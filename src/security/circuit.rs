//! Global admission gate for extension telemetry.
//!
//! Counts events per fixed window. A window with more than `threshold` events
//! is "over"; `open_after_windows` consecutive over windows, or memory above
//! the hard limit, open the circuit. It closes again once memory is at or
//! under the soft limit and traffic has stayed under threshold for the full
//! recovery period.

use crate::config::IngestConfig;
use chrono::{DateTime, SecondsFormat, Utc};
use serde::Serialize;
use std::sync::{Mutex, PoisonError};
use std::time::{Duration, Instant};
use strum::{AsRefStr, Display};

/// Clients are told to back off this long on any denial.
pub const RETRY_AFTER_MS: u64 = 1000;

#[derive(Debug, Clone, Copy, PartialEq, Eq, Serialize, Display, AsRefStr)]
#[serde(rename_all = "snake_case")]
#[strum(serialize_all = "snake_case")]
pub enum CircuitReason {
    RateExceeded,
    MemoryExceeded,
}

#[derive(Debug)]
struct CircuitState {
    open: bool,
    opened_at: Option<DateTime<Utc>>,
    reason: Option<CircuitReason>,
    rate_streak: u32,
    below_since: Option<Instant>,
    window_start: Instant,
    window_event_count: u64,
}

/// Body of a 429 ingest response.
#[derive(Debug, Clone, PartialEq, Eq, Serialize)]
pub struct RateLimitDenial {
    pub error: &'static str,
    pub message: String,
    pub retry_after_ms: u64,
    pub threshold: u64,
    pub circuit_open: bool,
    pub current_rate: u64,
}

#[derive(Debug, Clone, PartialEq, Eq)]
pub enum Admission {
    Allow,
    Deny(RateLimitDenial),
}

impl Admission {
    pub fn is_allowed(&self) -> bool {
        matches!(self, Self::Allow)
    }
}

#[derive(Debug, Clone, PartialEq, Eq, Serialize)]
pub struct CircuitSnapshot {
    pub circuit_open: bool,
    pub reason: Option<CircuitReason>,
    pub current_rate: u64,
    pub threshold: u64,
    #[serde(skip_serializing_if = "Option::is_none")]
    pub opened_at: Option<String>,
    pub rate_streak: u32,
}

#[derive(Debug)]
pub struct CircuitBreaker {
    threshold: u64,
    window: Duration,
    open_after_windows: u32,
    recovery: Duration,
    memory_hard_limit: u64,
    memory_soft_limit: u64,
    state: Mutex<CircuitState>,
}

impl CircuitBreaker {
    pub fn new(config: &IngestConfig) -> Self {
        Self {
            threshold: config.threshold,
            window: config.window(),
            open_after_windows: config.open_after_windows,
            recovery: config.recovery(),
            memory_hard_limit: config.memory_hard_limit_bytes,
            memory_soft_limit: config.memory_soft_limit_bytes,
            state: Mutex::new(CircuitState {
                open: false,
                opened_at: None,
                reason: None,
                rate_streak: 0,
                below_since: None,
                window_start: Instant::now(),
                window_event_count: 0,
            }),
        }
    }

    pub fn threshold(&self) -> u64 {
        self.threshold
    }

    /// Account for an ingest batch of `events` and decide whether to accept it.
    pub fn admit(&self, events: u64, memory_bytes: u64) -> Admission {
        self.admit_at(events, memory_bytes, Instant::now())
    }

    pub(crate) fn admit_at(&self, events: u64, memory_bytes: u64, now: Instant) -> Admission {
        let mut state = self.state.lock().unwrap_or_else(PoisonError::into_inner);
        self.roll_window(&mut state, now);
        state.window_event_count = state.window_event_count.saturating_add(events);
        self.evaluate(&mut state, memory_bytes, now);

        if !state.open && state.window_event_count <= self.threshold {
            return Admission::Allow;
        }
        Admission::Deny(RateLimitDenial {
            error: "rate_limited",
            message: format!(
                "Server receiving >{} events/sec. Retry after backoff.",
                self.threshold
            ),
            retry_after_ms: RETRY_AFTER_MS,
            threshold: self.threshold,
            circuit_open: state.open,
            current_rate: state.window_event_count,
        })
    }

    /// Current state. Elapsed windows are evaluated first, so an idle
    /// daemon still reports an accurate open/closed status.
    pub fn snapshot(&self, memory_bytes: u64) -> CircuitSnapshot {
        self.snapshot_at(memory_bytes, Instant::now())
    }

    pub(crate) fn snapshot_at(&self, memory_bytes: u64, now: Instant) -> CircuitSnapshot {
        let mut state = self.state.lock().unwrap_or_else(PoisonError::into_inner);
        self.roll_window(&mut state, now);
        self.evaluate(&mut state, memory_bytes, now);
        CircuitSnapshot {
            circuit_open: state.open,
            reason: state.reason,
            current_rate: state.window_event_count,
            threshold: self.threshold,
            opened_at: state
                .opened_at
                .map(|at| at.to_rfc3339_opts(SecondsFormat::Millis, true)),
            rate_streak: state.rate_streak,
        }
    }

    fn roll_window(&self, state: &mut CircuitState, now: Instant) {
        let elapsed = now.saturating_duration_since(state.window_start);
        if elapsed < self.window {
            return;
        }

        let window_end = state.window_start + self.window;
        if state.window_event_count > self.threshold {
            state.rate_streak += 1;
            state.below_since = None;
        } else {
            state.rate_streak = 0;
            state.below_since.get_or_insert(window_end);
        }

        // Any further whole windows passed with no events at all.
        if elapsed >= self.window * 2 {
            state.rate_streak = 0;
            state.below_since.get_or_insert(window_end);
        }

        state.window_start = now;
        state.window_event_count = 0;
    }

    fn evaluate(&self, state: &mut CircuitState, memory_bytes: u64, now: Instant) {
        if state.open {
            let recovered = state
                .below_since
                .is_some_and(|since| now.saturating_duration_since(since) >= self.recovery);
            if memory_bytes <= self.memory_soft_limit && state.rate_streak == 0 && recovered {
                tracing::info!(reason = ?state.reason, "ingest circuit closed");
                state.open = false;
                state.reason = None;
                state.opened_at = None;
            }
            return;
        }

        let reason = if state.rate_streak >= self.open_after_windows {
            Some(CircuitReason::RateExceeded)
        } else if memory_bytes > self.memory_hard_limit {
            Some(CircuitReason::MemoryExceeded)
        } else {
            None
        };

        if let Some(reason) = reason {
            tracing::warn!(
                reason = %reason,
                rate_streak = state.rate_streak,
                memory_bytes,
                "ingest circuit opened"
            );
            state.open = true;
            state.reason = Some(reason);
            state.opened_at = Some(Utc::now());
        }
    }
}

#[cfg(test)]
mod tests {
    use super::*;

    const MIB: u64 = 1024 * 1024;

    fn breaker() -> CircuitBreaker {
        CircuitBreaker::new(&IngestConfig::default())
    }

    fn start_of(breaker: &CircuitBreaker) -> Instant {
        breaker.state.lock().unwrap().window_start
    }

    #[test]
    fn threshold_is_inclusive_within_a_window() {
        let breaker = breaker();
        let t0 = start_of(&breaker);
        for _ in 0..1000 {
            assert!(breaker.admit_at(1, 0, t0).is_allowed());
        }
        let Admission::Deny(denial) = breaker.admit_at(1, 0, t0) else {
            panic!("1001st event should be denied");
        };
        assert_eq!(denial.retry_after_ms, 1000);
        assert_eq!(denial.threshold, 1000);
        assert!(!denial.circuit_open);
        assert_eq!(denial.current_rate, 1001);
    }

    #[test]
    fn new_window_resets_the_count() {
        let breaker = breaker();
        let t0 = start_of(&breaker);
        assert!(!breaker.admit_at(1500, 0, t0).is_allowed());
        assert!(
            breaker
                .admit_at(10, 0, t0 + Duration::from_millis(1001))
                .is_allowed()
        );
    }

    #[test]
    fn five_over_windows_open_the_circuit() {
        let breaker = breaker();
        let t0 = start_of(&breaker);
        let second = Duration::from_secs(1);
        for i in 0..5 {
            breaker.admit_at(1100, 0, t0 + second * i);
        }
        assert!(!breaker.snapshot_at(0, t0 + second * 4).circuit_open);

        let snapshot = breaker.snapshot_at(0, t0 + second * 5);
        assert!(snapshot.circuit_open);
        assert_eq!(snapshot.reason, Some(CircuitReason::RateExceeded));

        let Admission::Deny(denial) = breaker.admit_at(1, 0, t0 + second * 5) else {
            panic!("open circuit must deny");
        };
        assert!(denial.circuit_open);
    }

    #[test]
    fn an_under_window_breaks_the_streak() {
        let breaker = breaker();
        let t0 = start_of(&breaker);
        let second = Duration::from_secs(1);
        for i in 0..4 {
            breaker.admit_at(1100, 0, t0 + second * i);
        }
        breaker.admit_at(10, 0, t0 + second * 4);
        breaker.admit_at(1100, 0, t0 + second * 5);
        assert!(!breaker.snapshot_at(0, t0 + second * 6).circuit_open);
    }

    #[test]
    fn memory_over_hard_limit_opens_immediately() {
        let breaker = breaker();
        let Admission::Deny(denial) = breaker.admit(1, 51 * MIB) else {
            panic!("memory pressure must deny");
        };
        assert!(denial.circuit_open);
        assert_eq!(
            breaker.snapshot(51 * MIB).reason,
            Some(CircuitReason::MemoryExceeded)
        );
    }

    #[test]
    fn circuit_closes_after_recovery_below_soft_limit() {
        let breaker = breaker();
        let t0 = start_of(&breaker);
        breaker.admit_at(1, 51 * MIB, t0);

        // Memory between soft and hard keeps it open.
        let later = t0 + Duration::from_secs(30);
        assert!(breaker.snapshot_at(40 * MIB, later).circuit_open);

        // Quiet windows since t0 + 1s; recovery needs 10s of them.
        assert!(!breaker.snapshot_at(10 * MIB, later).circuit_open);
    }

    #[test]
    fn recovery_requires_continuous_quiet_time() {
        let breaker = breaker();
        let t0 = start_of(&breaker);
        let second = Duration::from_secs(1);
        for i in 0..6 {
            breaker.admit_at(1100, 0, t0 + second * i);
        }
        assert!(breaker.snapshot_at(0, t0 + second * 6).circuit_open);

        // One quiet window is not enough.
        breaker.admit_at(1, 0, t0 + second * 7);
        assert!(breaker.snapshot_at(0, t0 + second * 8).circuit_open);

        assert!(!breaker.snapshot_at(0, t0 + second * 20).circuit_open);
    }
}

= = = =

= Your assignment =
Of the entries above, tally the lines with "true" in them. Only the total should be given.

= Result =
2